Office-to-residential conversions have surged in major cities as older office buildings sit vacant while housing demands increase, but the emergence of the buckle column at developer Metro Loft’s 235 E. 42nd Street project in New York City has the potential to raise the risk profile of conversions as real estate investors reassess their appetite and risk involvement.
The conversion of the former Pfizer headquarters in midtown Manhattan is one of the largest office-to-residential conversion projects in the United States. It involves both the Pfizer Building, built in 1960, and an adjoining office tower built much earlier that was being added to, with the goal of developing 1,600 rental apartments and amenities such as a rooftop pool and fitness center.
When the project began last year, it was overseen by 235 GC LLC, a single-purpose general contracting entity created specifically to deliver the project by Metro Loft and co-developer David Werner Real Estate Investments.
Only two subcontractors on the project, the fire protection and elevator installation companies, were union contractors, unusual for large works in Manhattan.
There were a total of seven project safety violations totaling $32,000 issued by the city’s Office of Adjudication and Administrative Hearings in 2025, according to the New York City Department of Buildings. Those included citations for a worker who fell 6 feet from a ladder, one for failing to report the accident to department officials, one for a piece of debris that fell into the street and another for work not adhering to the project’s construction documents.

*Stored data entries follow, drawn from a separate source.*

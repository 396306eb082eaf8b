pub mod task;
pub mod user;

pub use task::{Task, TaskInput, TaskPriority, TaskStatusUpdate};
pub use user::{NewUser, User};
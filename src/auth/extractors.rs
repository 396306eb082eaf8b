use actix_web::dev::Payload;
use actix_web::{Error as ActixError, FromRequest, HttpMessage, HttpRequest};
use std::future::{ready, Ready};

use crate::error::AppError;

/// Identity established by `AuthMiddleware` for one request.
#[derive(Debug, Clone, PartialEq, Eq)]
pub struct AuthContext {
    /// Token subject: the authenticated user's email.
    pub email: String,
}

/// Extracts the authenticated identity from request extensions.
///
/// This extractor is intended to be used on routes protected by `AuthMiddleware`,
/// which validates the JWT and attaches an [`AuthContext`] to the request. Taking it as
/// a handler argument is how handlers learn who is calling.
///
/// If no context is present (the middleware did not run for this route), extraction
/// fails with `AppError::Unauthorized`.
#[derive(Debug, Clone)]
pub struct AuthenticatedUser(pub AuthContext);

impl FromRequest for AuthenticatedUser {
    type Error = ActixError; // AppError will be converted into ActixError via ResponseError
    type Future = Ready<Result<Self, Self::Error>>;

    fn from_request(req: &HttpRequest, _payload: &mut Payload) -> Self::Future {
        match req.extensions().get::<AuthContext>().cloned() {
            Some(context) => ready(Ok(AuthenticatedUser(context))),
            None => {
                let err = AppError::Unauthorized("Authentication required".to_string());
                ready(Err(err.into()))
            }
        }
    }
}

More than a dozen workers have filed suit against the contractor, alleging that they were seriously injured on the job in different incidents.
Cliff Johnsen, a business agent for Steamfitters Local 638 in New York City, told ENR that crews from his union were on the project installing fire protection when the buckling columns were discovered.

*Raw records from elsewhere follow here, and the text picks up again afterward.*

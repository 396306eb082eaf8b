use crate::error::AppError;
use bcrypt::{hash, verify};

/// Hashes `password` with bcrypt at the given work factor. The salt is generated per call.
pub fn hash_password(password: &str, cost: u32) -> Result<String, AppError> {
    hash(password, cost)
        .map_err(|e| AppError::InternalServerError(format!("Failed to hash password: {}", e)))
}

pub fn verify_password(password: &str, hashed_password: &str) -> Result<bool, AppError> {
    verify(password, hashed_password)
        .map_err(|e| AppError::InternalServerError(format!("Failed to verify password: {}", e)))
}
//! # tgcore — Telegram MTProto client core
//!
//! A modular client core for the MTProto v1 protocol, wired together here
//! for convenience:
//!
//! | Sub-crate        | Role                                                    |
//! |------------------|---------------------------------------------------------|
//! | `tgcore-crypto`  | AES-IGE, SHA macros, PQ factoring, RSA, the v1 envelope |
//! | `tgcore-tl`      | Serialization traits and the curated constructor subset |
//! | `tgcore-mtproto` | Session counters, key negotiation, transport framing    |
//! | `tgcore-client`  | Multi-DC dispatcher, updates, file jobs, session resume |
//!
//! ## Quick start
//!
//! ```rust,no_run
//! use tgcore::client::{Config, Dispatcher, Event};
//!
//! # async fn run() -> Result<(), Box<dyn std::error::Error>> {
//! let config = Config { api_id: 12345, api_hash: "hash".into(), ..Config::default() };
//! let (dispatcher, mut events) = Dispatcher::connect(config).await?;
//!
//! let code_hash = dispatcher.send_code("+15551234567").await?;
//! // … obtain the code from the user …
//! dispatcher.sign_in("+15551234567", &code_hash, "12345").await?;
//!
//! tokio::spawn({
//!     let dispatcher = dispatcher.clone();
//!     async move { dispatcher.run().await }
//! });
//! while let Some(event) = events.next().await {
//!     if let Event::NewMessage { message, .. } = event {
//!         println!("{}", message.message);
//!     }
//! }
//! # Ok(()) }
//! ```

#![deny(unsafe_code)]

/// Re-export of the dispatcher layer.
pub use tgcore_client as client;

/// Re-export of the cryptographic primitives.
pub use tgcore_crypto as crypto;

/// Re-export of the session/negotiation layer.
pub use tgcore_mtproto as mtproto;

/// Re-export of the TL type layer.
pub use tgcore_tl as tl;

// ─── Convenience re-exports ──────────────────────────────────────────────────

pub use tgcore_client::{
    Config, ConnectionState, Dispatcher, Event, EventStream, InvocationError, SessionBlob,
};
pub use tgcore_mtproto::authentication::{self, Finished, Negotiator};
pub use tgcore_mtproto::{EncryptedSession, Session};
pub use tgcore_tl::{Deserializable, Identifiable, RemoteCall, Serializable, LAYER};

“All we want is responsible construction in New York City, we want them to be union workers,” Johnsen says. “They didn’t shore up the job properly. The beams started to cave in, the floors started to cave in.”
According to documents filed with the department, the conversion of 235 E. 42nd St. involved adding four new stories, raising the building from 33 to 37. The project also called for 19 new stories on top of the building next door, a 10-story tower at 219 E. 42nd St., built in 1905.

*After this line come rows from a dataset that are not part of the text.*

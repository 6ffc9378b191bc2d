//! Telegram API types, functions and enums used by the client core.
//!
//! The schema code generator is an external tool; this crate carries the
//! hand-curated slice of the schema the session and dispatcher exercise,
//! written in the exact shape generated code takes.
//!
//! # Overview
//!
//! | Module        | Contents                                                   |
//! |---------------|------------------------------------------------------------|
//! | [`types`]     | Concrete constructors (bare types) as `struct`s            |
//! | [`functions`] | RPC functions as `struct`s implementing [`RemoteCall`]     |
//! | [`enums`]     | Boxed types as `enum`s implementing [`Deserializable`]     |
//!
//! # Raw usage
//!
//! ```rust
//! use tgcore_tl::{functions, Serializable};
//!
//! let req = functions::updates::GetState {};
//! let bytes = req.to_bytes();
//! // Send `bytes` as an encrypted message body…
//! ```

#![deny(unsafe_code)]
#![allow(clippy::large_enum_variant)]

pub mod deserialize;
pub mod enums;
pub mod functions;
pub mod serialize;
pub mod types;

pub use deserialize::{Cursor, Deserializable};
pub use serialize::Serializable;

/// The API layer the hand-curated schema slice corresponds to.
pub const LAYER: i32 = 23;

/// Bare `vector` — as opposed to the boxed `Vector`.
///
/// Used in the rare places where a length-prefixed list appears without
/// the usual `0x1cb5c415` constructor ID header.
#[derive(Clone, Debug, PartialEq)]
pub struct RawVec<T>(pub Vec<T>);

/// Opaque blob of bytes passed through without interpretation.
#[derive(Clone, Debug, PartialEq)]
pub struct Blob(pub Vec<u8>);

impl From<Vec<u8>> for Blob {
    fn from(v: Vec<u8>) -> Self {
        Self(v)
    }
}

// ─── Core traits ─────────────────────────────────────────────────────────────

/// Every constructor has a unique 32-bit identifier.
pub trait Identifiable {
    /// The constructor ID as specified in the schema.
    const CONSTRUCTOR_ID: u32;
}

/// Marks a function type that can be sent as an RPC call.
///
/// `Return` is the type the server will respond with.
pub trait RemoteCall: Serializable {
    /// The deserialized response type.
    type Return: Deserializable;
}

Metro Loft did not immediately respond to questions for this story, but Nathan Berman, its founder and managing director, told The Wall Street Journal that “at some point, the design team identified that the existing structure, perhaps with a little reinforcement, could support the above addition,” he said. “Clearly, based on what we’re seeing, that’s not the case.”
Although city officials say the building has stabilized, it has continued to change since its evacuation.
Complex conversions, faster changes
Last October, Bloomberg spoke with Metro Loft about the Pfizer headquarters and office-to-residential conversions in general. At the time, Robert Fuller, director of project architect Gensler, said, “It’s a bit of a surgery. There are just a lot of technical challenges and unique floor-to-floor conditions. All of those things collectively make this effort quite unique and I’d say probably more challenging than any other that I can think of.”
A rendering of the planned office-to-residential conversion of the former Pfizer headquarters in midtown Manhattan. Image courtesy of Gensler
Unlike other big cities, the incentives for office-to-residential conversions in New York City that were passed during the administration of former Mayor Eric Adams — and supported at the state level by Gov. Kathy Hochul — focus almost entirely on tax breaks and abatements at the end of a conversion project, rather than money from tax increment financing or other public money to support the conversions.
A particular incentive is New York City’s Rule 467-m, which allows tax abatements for up to 35 years. To qualify for the tax benefits, at least 25 percent of the housing units must be affordable, which was approved to get Pfizer’s conversion.
In the Bloomberg interview, Berman said the speed and ability to do conversions quickly, compared to new construction, is what makes them attractive.
“That’s what excites us about conversions: the immediacy of it. You buy a building and maybe 18 months later you’re renting apartments. That kind of schedule doesn’t exist for land. You’re lucky if it’s year seven that you rent,” he told Bloomberg.
Construction lenders are concerned the incident will affect the popularity of office-to-residential conversions beyond New York City.
“It’s going to make everybody a little more conservative,” Paul Rahimian, CEO of Parkview Financial, a real estate lender that has financed both office-to-residential and hotel-to-residential projects, told Fox News. “Maybe we do the easy ones, but we don’t do the super complex ones.”